Hagans and Herro didn’t do much to help Kentucky at the other end of the floor either. Both guards played like freshmen, Hagans committing seven turnovers and Herro sinking only 3 of 11 shots and vanishing for long stretches of the second half and overtime.
Asked after the game why Immanuel Quickley didn’t see more than 19 minutes with Hagans and Herro struggling, Calipari correctly noted that Quickley “couldn’t make a shot” either. Quickley went 1-for-6 from the field, all on 3-point attempts.

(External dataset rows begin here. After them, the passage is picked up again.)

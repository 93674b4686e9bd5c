pub mod commands;
pub mod context;
pub mod repl;

pub use context::CliContext;
pub use repl::readline;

“You've got to have better perimeter play and we have all year until today,” Calipari said. “Now, I'm going to give credit to Auburn. I'm not saying that's why we lost. They made us play the way we did.”
Frustrating as Sunday’s loss surely was for Kentucky, it doesn’t compare to the opportunity the Wildcats let slip through their fingers last March. They had a chance to reach the Final Four without facing an opponent seeded eighth or better, but they fell in the Sweet 16 to a ninth-seeded Kansas State team playing without forward Dean Wade.

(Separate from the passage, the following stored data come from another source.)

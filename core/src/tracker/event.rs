//! Decoded damage events, the only output format of the protocol decoder.

use uuid::Uuid;

/// Special-damage bits carried in byte 0 of the variable-length flag block.
/// Only blocks of 10 bytes or more carry them; 8-byte blocks have none.
#[derive(Debug, Clone, Copy, PartialEq, Eq, Default)]
pub struct SpecialFlags(u8);

impl SpecialFlags {
    pub const BACK: u8 = 0x01;
    pub const PARRY: u8 = 0x04;
    pub const PERFECT: u8 = 0x08;
    pub const DOUBLE: u8 = 0x10;
    pub const ENDURE: u8 = 0x20;
    pub const POWER_SHARD: u8 = 0x80;
    // 0x02 and 0x40 are observed but their meaning is unknown

    pub fn from_block(block: &[u8]) -> Self {
        if block.len() >= 10 {
            Self(block[0])
        } else {
            Self(0)
        }
    }

    pub fn from_bits(bits: u8) -> Self {
        Self(bits)
    }

    pub fn contains(self, bit: u8) -> bool {
        self.0 & bit != 0
    }

    pub fn is_empty(self) -> bool {
        self.0 == 0
    }
}

/// One decoded hit, regular or damage-over-time.
#[derive(Debug, Clone)]
pub struct DamageEvent {
    /// Dedup key: the same event is applied to a target at most once.
    pub uuid: Uuid,
    pub timestamp_ms: i64,
    pub target_id: u32,
    pub actor_id: u32,
    /// Raw skill code from the packet, rank offset included.
    pub skill_code: u32,
    pub damage: i64,
    pub is_dot: bool,
    /// Damage-kind flag varint; bit 0 marks a critical hit.
    pub kind_flags: u32,
    pub specials: SpecialFlags,
}

impl DamageEvent {
    pub fn new(target_id: u32, actor_id: u32, skill_code: u32, damage: i64, now_ms: i64) -> Self {
        Self {
            uuid: Uuid::new_v4(),
            timestamp_ms: now_ms,
            target_id,
            actor_id,
            skill_code,
            damage,
            is_dot: false,
            kind_flags: 0,
            specials: SpecialFlags::default(),
        }
    }

    pub fn is_crit(&self) -> bool {
        self.kind_flags & 0x01 != 0
    }
}

/// Current wall-clock time in epoch milliseconds.
pub fn now_ms() -> i64 {
    chrono::Utc::now().timestamp_millis()
}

Thanks to the Kansas State loss last March and Auburn’s upset on Sunday, Kentucky’s Final Four drought has now reached four years. Prior to 2016, the Wildcats had reached the Final Four a remarkable four times in six seasons under Calipari, perhaps giving the false impression that making annual deep runs in a single-elimination tournament is easy.
While Calipari deserves some criticism on Sunday for leaving multiple timeouts on the board and for not making more adjustments down the stretch, it’s worth noting that this season has been one of his best coaching jobs overall.
A freshman-laden Kentucky team with zero top-10 picks on its roster had its doors blown off against Duke in the season opener and suffered confidence-shaking losses to Seton Hall and Alabama over the next two months. Calipari and his staff held things together, developed Washington into a star and coaxed significant improvement out of Herro and Hagans, helping the Wildcats win 30 games and contend for the SEC title.
Was this Kentucky season a huge success? No. But it wasn’t a failure either.
It was a solid year for the Wildcats that ended with a second straight missed opportunity.
“I thought we were going to win the game the whole way until the one or two plays in overtime,” Calipari said. “Never entered my mind we weren't going to win the game. Proud of these guys. Proud of my team. We didn't play particularly well, but give them credit for making us play poorly.”